▸ **Source data**
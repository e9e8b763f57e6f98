#![no_main]

//! Fuzz target for turning verified webhook bodies into records.
//!
//! Arbitrary bytes must either coerce or fail with a `PayloadError`; a
//! record, when produced, keeps the decoded body verbatim.

use libfuzzer_sys::fuzz_target;
use txhook_core::TransactionRecord;

fuzz_target!(|data: &[u8]| {
    if let Ok(record) = TransactionRecord::from_slice(data) {
        assert!(!record.id.as_str().is_empty());
        assert!(record.webhook.is_object());
        assert!(record.amount.map_or(true, f64::is_finite));
    }
});
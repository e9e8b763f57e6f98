//! Property tests for turning webhook bodies into transaction records.

use proptest::prelude::*;
use serde_json::Value;
use txhook_core::{PayloadError, TransactionRecord};
use txhook_testing::property::{raw_body, transaction_payload};

proptest! {
    #[test]
    fn valid_payloads_always_coerce(payload in transaction_payload()) {
        let body = serde_json::to_vec(&payload).unwrap();

        let record = TransactionRecord::from_slice(&body).unwrap();

        prop_assert_eq!(&record.webhook, &payload);
        let expected_id = match &payload["id"] {
            Value::String(text) => text.clone(),
            other => other.to_string(),
        };
        prop_assert_eq!(record.id.as_str(), expected_id.as_str());
        prop_assert_eq!(record.amount.is_none(), payload["amount"].is_null());
    }

    #[test]
    fn arbitrary_bytes_never_panic(body in raw_body()) {
        let _ = TransactionRecord::from_slice(&body);
    }

    #[test]
    fn numeric_and_string_amounts_agree(units in 0u32..1_000_000) {
        let as_number = serde_json::json!({ "id": "t", "amount": units });
        let as_text = serde_json::json!({ "id": "t", "amount": units.to_string() });

        let from_number = TransactionRecord::from_value(as_number).unwrap();
        let from_text = TransactionRecord::from_value(as_text).unwrap();

        prop_assert_eq!(from_number.amount, from_text.amount);
        prop_assert_eq!(from_number.amount, Some(f64::from(units)));
    }
}

#[test]
fn missing_id_is_rejected() {
    let err = TransactionRecord::from_slice(br#"{"amount":"1.00"}"#).unwrap_err();

    assert!(matches!(err, PayloadError::InvalidId));
}

#[test]
fn arrays_are_not_transactions() {
    let long_array = serde_json::to_vec(&vec![1; 32]).unwrap();

    let err = TransactionRecord::from_slice(&long_array).unwrap_err();

    assert!(matches!(err, PayloadError::InvalidShape(_)));
}
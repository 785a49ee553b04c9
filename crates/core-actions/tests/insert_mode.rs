//! Text-entry and visual modes: raw key forwarding, completed-command
//! tracking and mode round trips driven by actions.

mod common;
use common::*;

use core_actions::KeyOutcome;
use core_keymap::MappingMode;
use core_state::Mode;

#[test]
fn unmapped_keys_are_forwarded_as_text() {
    let mut interp = interpreter();
    let mut host = MockHost::new(Mode::Insert);
    let outcomes = feed(&mut interp, &mut host, "hi<Space>5");
    assert!(outcomes.iter().all(|o| *o == KeyOutcome::Inserted));
    assert_eq!(host.raw_keys, keys("hi<Space>5"));
    assert!(host.invoked.is_empty());
    assert_eq!(host.errors, 0);
    assert_idle(&interp, &host);
}

#[test]
fn replace_mode_forwards_like_insert() {
    let mut interp = interpreter();
    let mut host = MockHost::new(Mode::Replace);
    assert_eq!(
        feed(&mut interp, &mut host, "xy"),
        vec![KeyOutcome::Inserted, KeyOutcome::Inserted]
    );
    assert_eq!(host.modes.mapping_mode(), MappingMode::Insert);
}

#[test]
fn broken_sequence_forwards_only_the_last_key() {
    let mut interp = interpreter();
    let mut host = MockHost::new(Mode::Insert);
    let outcomes = feed(&mut interp, &mut host, "<C-\\>x");
    assert_eq!(outcomes, vec![KeyOutcome::Pending, KeyOutcome::Inserted]);
    assert_eq!(host.raw_keys, keys("x"));
    assert_idle(&interp, &host);
}

#[test]
fn insert_round_trip() {
    let mut interp = interpreter();
    let mut host = MockHost::new(Mode::Command);

    let enter = dispatch_one(&mut interp, &mut host, "i");
    assert_eq!(host.mode(), Mode::Insert);
    assert_eq!(host.completed, vec![enter], "entry command seen in insert mode");

    feed(&mut interp, &mut host, "ab");
    assert_eq!(host.raw_keys, keys("ab"));

    let word = dispatch_one(&mut interp, &mut host, "<C-w>");
    assert_eq!(word.action().unwrap().as_str(), "VimInsertDeletePreviousWord");
    assert_eq!(host.completed.len(), 2);

    // <Esc> is an ordinary mapping outside command mode.
    let exit = dispatch_one(&mut interp, &mut host, "<Esc>");
    assert_eq!(exit.action().unwrap().as_str(), "VimInsertExitMode");
    assert_eq!(host.mode(), Mode::Command);
    assert_eq!(host.errors, 0);
    assert_eq!(host.completed.len(), 2, "exit ran after leaving insert");
    assert_eq!(host.scopes, vec!["write", "write", "write"]);
    assert_idle(&interp, &host);

    let motion = dispatch_one(&mut interp, &mut host, "2l");
    assert_eq!(motion.raw_count(), 2);
}

#[test]
fn visual_mode_round_trip() {
    let mut interp = interpreter();
    let mut host = MockHost::new(Mode::Command);
    dispatch_one(&mut interp, &mut host, "v");
    assert_eq!(host.mode(), Mode::Visual);
    assert_eq!(host.modes.mapping_mode(), MappingMode::Visual);

    let motion = dispatch_one(&mut interp, &mut host, "3w");
    assert_eq!(motion.raw_count(), 3);
    let word = dispatch_one(&mut interp, &mut host, "iw");
    assert_eq!(word.action().unwrap().as_str(), "VimMotionInnerWord");
    assert_eq!(host.mode(), Mode::Visual);

    let delete = dispatch_one(&mut interp, &mut host, "d");
    assert_eq!(delete.action().unwrap().as_str(), "VimDeleteVisual");
    assert_eq!(host.mode(), Mode::Command);
    assert_idle(&interp, &host);
}

#[test]
fn escape_leaves_visual_through_its_mapping() {
    let mut interp = interpreter();
    let mut host = MockHost::new(Mode::Command);
    dispatch_one(&mut interp, &mut host, "v");
    let exit = dispatch_one(&mut interp, &mut host, "<Esc>");
    assert_eq!(exit.action().unwrap().as_str(), "VimVisualExit");
    assert_eq!(host.mode(), Mode::Command);
    assert_eq!(host.errors, 0);
}

#[test]
fn visual_register_prefix() {
    let mut interp = interpreter();
    let mut host = MockHost::new(Mode::Command);
    dispatch_one(&mut interp, &mut host, "v");
    let outcomes = settled(feed(&mut interp, &mut host, "\"zy"));
    assert_eq!(outcomes.len(), 2);
    assert_eq!(host.invoked_registers.last(), Some(&'z'));
    assert!(host.registers.is_default());
    assert_eq!(host.mode(), Mode::Command);
}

▸ **Exercise details**
Quote verbatim the opening lines of the listing above, ending with the line where "let body = serde_json::to_vec(&payload).unwrap();" appears; include both endpoints and nothing more.

▸ **Exercise result**
repository e9e8b763f57e6f98
#![no_main]

//! Fuzz target for turning verified webhook bodies into records.
//!
//! Arbitrary bytes must either coerce or fail with a `PayloadError`; a
//! record, when produced, keeps the decoded body verbatim.

use libfuzzer_sys::fuzz_target;
use txhook_core::TransactionRecord;

fuzz_target!(|data: &[u8]| {
    if let Ok(record) = TransactionRecord::from_slice(data) {
        assert!(!record.id.as_str().is_empty());
        assert!(record.webhook.is_object());
        assert!(record.amount.map_or(true, f64::is_finite));
    }
});
repository e9e8b763f57e6f98
//! Property tests for turning webhook bodies into transaction records.

use proptest::prelude::*;
use serde_json::Value;
use txhook_core::{PayloadError, TransactionRecord};
use txhook_testing::property::{raw_body, transaction_payload};

proptest! {
    #[test]
    fn valid_payloads_always_coerce(payload in transaction_payload()) {
        let body = serde_json::to_vec(&payload).unwrap();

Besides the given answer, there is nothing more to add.